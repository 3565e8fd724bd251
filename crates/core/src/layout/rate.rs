use serde::{Deserialize, Serialize};

use crate::config::LayoutConfig;

/// Pixels-per-year rates for active and gap time, before scale fitting.
#[derive(Debug, Clone, Copy, PartialEq, Serialize, Deserialize)]
pub struct Rates {
    pub zoom_factor: f64,
    pub density_per_century: f64,
    pub active: f64,
    pub gap: f64,
}

/// Zoom slider value normalized against the reference zoom, floored.
pub fn zoom_factor(zoom: f64, config: &LayoutConfig) -> f64 {
    (zoom / config.zoom_reference).max(config.min_zoom_factor)
}

/// Entities per century of covered time.
pub fn density_per_century(count: usize, year_range: f64) -> f64 {
    count as f64 / (year_range / 100.0).max(1.0)
}

/// Derive active and gap rates.
///
/// Denser datasets get a higher active rate up to `density_rate_cap`. Gap
/// time is a capped fraction of the active rate, so it is always
/// compressed, and less so for dense datasets.
pub fn compute_rates(zoom: f64, count: usize, year_range: f64, config: &LayoutConfig) -> Rates {
    let zoom_factor = zoom_factor(zoom, config);
    let density = density_per_century(count, year_range);

    let density_boost = config
        .density_rate_cap
        .min(0.9 + density.sqrt() * config.density_rate_gain);
    let active = config.base_rate * zoom_factor * density_boost;

    let gap_fraction = config
        .gap_compression_cap
        .min(config.gap_compression_base + density * config.gap_density_gain);
    let gap = active * gap_fraction;

    Rates {
        zoom_factor,
        density_per_century: density,
        active,
        gap,
    }
}

#[cfg(test)]
mod tests {
    use super::*;

    #[test]
    fn zoom_factor_is_floored() {
        let config = LayoutConfig::default();
        assert!((zoom_factor(140.0, &config) - 1.0).abs() < 1e-12);
        assert!((zoom_factor(10.0, &config) - 0.74).abs() < 1e-12);
    }

    #[test]
    fn density_uses_at_least_one_century() {
        assert!((density_per_century(3, 20.0) - 3.0).abs() < 1e-12);
        assert!((density_per_century(3, 300.0) - 1.0).abs() < 1e-12);
    }

    #[test]
    fn reference_values() {
        let config = LayoutConfig::default();
        // density 1 => boost 1.07, gap fraction 0.23
        let rates = compute_rates(140.0, 1, 100.0, &config);
        assert!((rates.active - 1.14 * 1.07).abs() < 1e-9);
        assert!((rates.gap - rates.active * 0.23).abs() < 1e-9);
    }

    #[test]
    fn higher_zoom_never_lowers_active_rate() {
        let config = LayoutConfig::default();
        let mut previous = 0.0;
        for zoom in (40..=400).step_by(20) {
            let rates = compute_rates(f64::from(zoom), 25, 2500.0, &config);
            assert!(rates.active >= previous);
            previous = rates.active;
        }
    }

    #[test]
    fn gap_rate_is_compressed_and_capped() {
        let config = LayoutConfig::default();
        for count in [1, 10, 100, 10_000] {
            let rates = compute_rates(140.0, count, 100.0, &config);
            assert!(rates.gap < rates.active);
            assert!(rates.gap <= rates.active * config.gap_compression_cap + 1e-12);
            assert!(rates.active <= config.base_rate * config.density_rate_cap + 1e-12);
        }
    }
}
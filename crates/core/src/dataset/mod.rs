pub mod record;

use eraline_protocol::Entity;
use serde_json::Value;
use thiserror::Error;

use record::{IdAllocator, RawRecord};

#[derive(Debug, Error)]
pub enum DatasetError {
    #[error("invalid JSON: {0}")]
    Json(#[from] serde_json::Error),
    #[error("expected an array of records or an object with a \"people\" array")]
    UnexpectedShape,
}

/// Parse a dataset export into entities.
///
/// Accepted shapes:
/// 1. A top-level JSON array of records.
/// 2. An object with a `people` (or `entities`) array.
///
/// Records that are not objects or lack a numeric birth year are skipped
/// with a warning rather than failing the whole file.
pub fn parse_entities(data: &[u8]) -> Result<Vec<Entity>, DatasetError> {
    let value: Value = serde_json::from_slice(data)?;
    let records = match value {
        Value::Array(records) => records,
        Value::Object(mut obj) => match obj.remove("people").or_else(|| obj.remove("entities")) {
            Some(Value::Array(records)) => records,
            _ => return Err(DatasetError::UnexpectedShape),
        },
        _ => return Err(DatasetError::UnexpectedShape),
    };

    let mut ids = IdAllocator::default();
    let mut entities = Vec::with_capacity(records.len());

    for (index, value) in records.into_iter().enumerate() {
        let record: RawRecord = match serde_json::from_value(value) {
            Ok(record) => record,
            Err(err) => {
                log::warn!("record {index}: {err}; skipped");
                continue;
            }
        };
        let id = ids.allocate(&record, index);
        match record.into_entity(id) {
            Some(entity) => entities.push(entity),
            None => log::warn!("record {index}: missing or invalid birth year; skipped"),
        }
    }

    log::info!("loaded {} entities", entities.len());
    Ok(entities)
}

#[cfg(test)]
mod tests {
    use super::*;
    use eraline_protocol::Lifespan;

    #[test]
    fn parses_top_level_array() {
        let data = br#"[
            {"id": "newton", "name": "Isaac Newton", "category": "science", "birthYear": 1643, "deathYear": 1727},
            {"name": "Living Person", "birth_year": "1961", "is_living": true}
        ]"#;
        let Ok(entities) = parse_entities(data) else {
            panic!("dataset should parse");
        };
        assert_eq!(entities.len(), 2);
        assert_eq!(entities[0].id, "newton");
        assert_eq!(entities[0].lifespan, Lifespan::Fixed(1727));
        assert_eq!(entities[1].id, "living-person");
        assert_eq!(entities[1].lifespan, Lifespan::Ongoing);
    }

    #[test]
    fn parses_people_wrapper_and_skips_bad_records() {
        let data = br#"{"people": [
            {"name": "No Birth"},
            "not a record",
            {"name": 7, "birth_year": 1},
            {"name": "Ok", "birth_year": -50, "death_year": 10}
        ]}"#;
        let Ok(entities) = parse_entities(data) else {
            panic!("dataset should parse");
        };
        assert_eq!(entities.len(), 1);
        assert_eq!(entities[0].birth_year, -50);
    }

    #[test]
    fn rejects_wrong_shapes() {
        assert!(matches!(
            parse_entities(br#"{"rows": []}"#),
            Err(DatasetError::UnexpectedShape)
        ));
        assert!(matches!(parse_entities(b"42"), Err(DatasetError::UnexpectedShape)));
        assert!(matches!(parse_entities(b"{oops"), Err(DatasetError::Json(_))));
    }
}
//! Layout engine for lifespan timelines.
//!
//! Places time-bounded entities on one horizontal axis: overlapping
//! lifespans get separate rows, empty centuries are compressed, and every
//! year maps to a pixel and back.

pub mod config;
pub mod dataset;
pub mod layout;
pub mod model;
pub mod navigation;

pub use config::{ConfigError, LayoutConfig, ValidationPolicy};
pub use dataset::{DatasetError, parse_entities};
pub use layout::{LayoutError, LayoutParams, LayoutResult, Metrics, layout_entities, select_ticks};
use eraline_protocol::{Entity, LaidOutEntity, Year};

use super::mapper::PiecewiseMap;
use crate::config::LayoutConfig;

const RAW_WIDTH_FLOOR_PX: f64 = 10.0;
const NAME_BOOST_PER_CHAR_PX: f64 = 2.1;
const MAX_NAME_BOOST_PX: f64 = 40.0;
const MAX_LABEL_WIDTH_PX: f64 = 172.0;

/// Row sizing derived from dataset density and zoom.
#[derive(Debug, Clone, Copy, PartialEq)]
pub struct RowSizing {
    pub row_height_px: f64,
    pub row_gap_px: f64,
    /// Base label width before the per-name boost.
    pub label_base_px: f64,
}

impl RowSizing {
    /// Rows shrink slightly and gaps tighten as density grows; labels narrow
    /// with density and with zoom above the reference.
    pub fn new(density_per_century: f64, zoom: f64, config: &LayoutConfig) -> Self {
        let row_height_px = (config.base_row_height_px - density_per_century * 0.5)
            .clamp(config.min_row_height_px, config.max_row_height_px);
        let row_gap_px = (config.row_gap_px - density_per_century * 0.35).max(config.min_row_gap_px);
        let label_base_px = (126.0
            - density_per_century * 4.3
            - (zoom - config.zoom_reference) * 0.12)
            .clamp(90.0, 138.0);
        Self {
            row_height_px,
            row_gap_px,
            label_base_px,
        }
    }

    /// Minimum bar width so the entity's name is not truncated.
    pub fn label_floor_px(&self, name_chars: usize, config: &LayoutConfig) -> f64 {
        let boost = (name_chars as f64 * NAME_BOOST_PER_CHAR_PX).min(MAX_NAME_BOOST_PX);
        config
            .min_bar_px
            .max((self.label_base_px + boost).min(MAX_LABEL_WIDTH_PX))
    }
}

/// Greedy first-fit row assignment.
///
/// Tracks the rightmost occupied x of every open row. An item reuses the
/// lowest row whose occupant ends more than `row_gap` before the item's
/// left edge, otherwise it opens a new row.
#[derive(Debug, Default)]
pub struct RowPacker {
    rows_end: Vec<f64>,
    row_gap: f64,
}

impl RowPacker {
    pub fn new(row_gap: f64) -> Self {
        Self {
            rows_end: Vec::new(),
            row_gap,
        }
    }

    /// Place `[left, left + width]` and return its row.
    pub fn place(&mut self, left: f64, width: f64) -> usize {
        let row = self
            .rows_end
            .iter()
            .position(|&end| end + self.row_gap < left)
            .unwrap_or(self.rows_end.len());
        if row == self.rows_end.len() {
            self.rows_end.push(left + width);
        } else {
            self.rows_end[row] = left + width;
        }
        row
    }

    pub fn rows_count(&self) -> usize {
        self.rows_end.len()
    }
}

/// Position and row-pack entities already sorted by birth year.
pub fn pack_rows(
    entities: &[&Entity],
    map: &PiecewiseMap,
    sizing: &RowSizing,
    current_year: Year,
    config: &LayoutConfig,
) -> (Vec<LaidOutEntity>, usize) {
    let mut packer = RowPacker::new(sizing.row_gap_px);

    let items = entities
        .iter()
        .map(|&entity| {
            let left = map.year_to_x(f64::from(entity.birth_year));
            let right = map.year_to_x(f64::from(entity.end_year(current_year)));
            let raw_width = (right - left).max(RAW_WIDTH_FLOOR_PX);
            let width = sizing
                .label_floor_px(entity.name.char_count(), config)
                .max(raw_width);
            let row = packer.place(left, width);

            LaidOutEntity {
                entity: entity.clone(),
                row,
                left_x: left,
                width_px: width,
                years_label: entity.years_label(),
            }
        })
        .collect();

    (items, packer.rows_count())
}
______
* [ASSIGNED TASK] Copy out every line of the data that includes "datasets".

* [SOLUTION BELOW]
/// Denser datasets get a higher active rate up to `density_rate_cap`. Gap
/// compressed, and less so for dense datasets.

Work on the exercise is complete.